Studies on the survival of central nervous system of hypoxia-tolerant species under challenges of reduced energy availability have characterised adaptive mechanisms of brain at the cell and tissue level that lead to reduced excitability and protection. However, evidence of hypoxic suppression of retinal activity in these species has not been followed up with mechanistic studies. Microspectrofluorometric monitoring of intracellular free Ca2+ concentration ([Ca2+]i) is useful for identifying cellular mechanisms that may lead to adaptive strategies, as unregulated increases in [Ca2+]i cause toxicity. Horizontal cells (HCs) are second order retinal neurons that receive tonic excitatory input from photoreceptors, and possess voltage-gated Ca2+ conductances and other channels that can facilitate toxic increases in [Ca2+]i under conditions of reduced energy availability (modeled as oxygen-glucose deprivation, OGD). It was demonstrated that isolated HCs of the hypoxia-tolerant goldfish display spontaneous, transient [Ca2+]i activity (SA) which decreased in amplitude and area under the curve following OGD or glucose removal (20 min) without recovery. SA was shown to be dependent on extracellular Ca2+ influx through voltage-gated Ca2+ channels, though mechanisms of SA generation and regulation has yet to be determined.
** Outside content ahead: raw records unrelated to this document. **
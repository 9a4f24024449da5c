use std::time::Duration;

use reqwest::Error as ReqwestError;
use thiserror::Error;

/// Banner shown when the widget could not construct a provider client.
pub const CREDENTIAL_MISSING_BANNER: &str =
    "The concierge is offline: no Gemini API key is configured. Set GEMINI_API_KEY and restart to chat.";

/// Banner shown when the client failed to start for any other reason.
pub const INIT_FAILURE_BANNER: &str =
    "The concierge could not start. Check the configuration and restart to chat.";

/// Assistant reply when the provider rejects or lacks the credential.
pub const CREDENTIAL_MISSING_REPLY: &str =
    "My connection to Gemini isn't authorized right now (the API key is missing or invalid). Please let Amos know so it can be fixed.";

/// Assistant reply when the provider cannot find the model or endpoint.
pub const RESOURCE_NOT_FOUND_REPLY: &str =
    "The model behind this concierge is unavailable at the moment. Please notify Amos so the setup can be updated.";

/// Assistant reply for every other failure.
pub const GENERIC_FAILURE_REPLY: &str =
    "Connection flickered. Like a dry spell, please try again.";

/// Result type for provider operations.
pub type Result<T> = std::result::Result<T, ProviderError>;

/// Errors raised while building or calling a provider client.
#[derive(Debug, Error)]
pub enum ProviderError {
    /// No credential was supplied, or the provider rejected it.
    #[error("API key missing or rejected: {0}")]
    CredentialMissing(String),

    /// The provider reported the model or endpoint as not found.
    #[error("Resource not found: {0}")]
    ResourceNotFound(String),

    /// An HTTP request failed before a response arrived.
    #[error("HTTP request failed: {0}")]
    Request(#[from] ReqwestError),

    /// The provider answered with an unexpected status code.
    #[error("Provider returned status {status}: {body}")]
    Status { status: u16, body: String },

    /// The provider answered but the payload was unusable.
    #[error("Invalid response from provider: {0}")]
    InvalidResponse(String),

    /// No answer within the configured request timeout.
    #[error("Request timed out after {0:?}")]
    Timeout(Duration),
}

/// User-facing failure categories. Each maps to one fixed reply.
#[derive(Debug, Clone, Copy, PartialEq, Eq)]
pub enum FailureKind {
    CredentialMissing,
    ResourceNotFound,
    Generic,
}

impl FailureKind {
    pub fn classify(error: &ProviderError) -> Self {
        match error {
            ProviderError::CredentialMissing(_) => FailureKind::CredentialMissing,
            ProviderError::ResourceNotFound(_) => FailureKind::ResourceNotFound,
            ProviderError::Request(err) if err.status().map(|s| s.as_u16()) == Some(404) => {
                FailureKind::ResourceNotFound
            }
            ProviderError::Status { status: 404, .. } => FailureKind::ResourceNotFound,
            ProviderError::Status { status: 401 | 403, .. } => FailureKind::CredentialMissing,
            _ => FailureKind::Generic,
        }
    }

    pub fn reply(&self) -> &'static str {
        match self {
            FailureKind::CredentialMissing => CREDENTIAL_MISSING_REPLY,
            FailureKind::ResourceNotFound => RESOURCE_NOT_FOUND_REPLY,
            FailureKind::Generic => GENERIC_FAILURE_REPLY,
        }
    }
}

impl ProviderError {
    pub fn kind(&self) -> FailureKind {
        FailureKind::classify(self)
    }

    /// Banner text for a client that could not be constructed.
    pub fn init_banner(&self) -> &'static str {
        match self.kind() {
            FailureKind::CredentialMissing => CREDENTIAL_MISSING_BANNER,
            _ => INIT_FAILURE_BANNER,
        }
    }

    /// The only text about this error an end user ever sees.
    pub fn user_message(&self) -> &'static str {
        self.kind().reply()
    }
}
Additionally, glutamate-elicited peak increases in [Ca2+]i were reduced after 20 min of OGD. The removal of O2 during OGD insult seemed to be protective as an increase in baseline [Ca2+]i was seen during and following glucose removal under normoxic conditions. The mechanisms mediating these decreases in spontaneous and elicited [Ca2+]i activity are currently unknown, though candidate pathways are discussed. This thesis contributes a hint towards how HCs may tolerate conditions of low energy availability, which may also inform investigations on their role in situ during these insults.